Savills’ report showed DFW’s availability rate remained at 30% compared to last year.
“We're expecting availability to stay where it's been at over the last couple quarters,” Prescott said. “We don't expect to see a big dropoff in availability anytime soon, just with the new construction coming along.”
The firm also reported the market's overall inventory rose by 1.7M SF compared to Q3 of 2023. The overall asking rental rate was up 8.4% to almost $31 per SF last quarter, according to Savills.
Net office absorption turned positive for 2024 in Q3 with approximately 700K SF, according to Avison Young. The firm also noted office vacancy in the Metroplex was stable at just over 26% for Q3.

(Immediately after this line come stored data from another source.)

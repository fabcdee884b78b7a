//! Error types for the Compute Engine REST client.

use thiserror::Error;

/// Errors raised by the Compute Engine REST client.
#[derive(Clone, Debug, Error, Eq, PartialEq)]
pub enum GceError {
    /// Raised when the client configuration is incomplete.
    #[error("configuration error: {0}")]
    Config(String),
    /// Raised when the HTTP exchange cannot be completed (connectivity,
    /// TLS, timeouts).
    #[error("transport error: {message}")]
    Transport {
        /// Message from the HTTP stack.
        message: String,
    },
    /// Raised when the service answers with a non-success status.
    #[error("compute API returned HTTP {status}: {message}")]
    Api {
        /// HTTP status code.
        status: u16,
        /// Error message extracted from the response body.
        message: String,
    },
    /// Raised when a response body cannot be decoded.
    #[error("failed to decode API response: {message}")]
    Decode {
        /// Decoder error message.
        message: String,
    },
}

impl From<reqwest::Error> for GceError {
    fn from(value: reqwest::Error) -> Self {
        if value.is_decode() {
            Self::Decode {
                message: value.to_string(),
            }
        } else {
            Self::Transport {
                message: value.to_string(),
            }
        }
    }
}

“Q3 2024 stats showed modest improvement across the board,” Avison Young Dallas Managing Director Greg Langston said in a statement. “As we have noted before, demand is strong for top quality buildings in walkable locations. Leasing has also been solid among small- to mid-size tenants, under 10,000 sf who are returning to the office before many larger companies.”
Metrics from earlier this year show DFW’s overall office return rate approaching 63%, which outpaced the national percentage, according to the Office Busyness Index compiled by Avison Young. This quarter’s data shows DFW’s rate remaining around the same level.
Dallas came in second for most vacant offices in the country among large metros for Q1, Moody's Analytics reported. That issue intensified in Q2, when vacancies rose 30 basis points to 26.6% quarter-over-quarter, per a JLL report.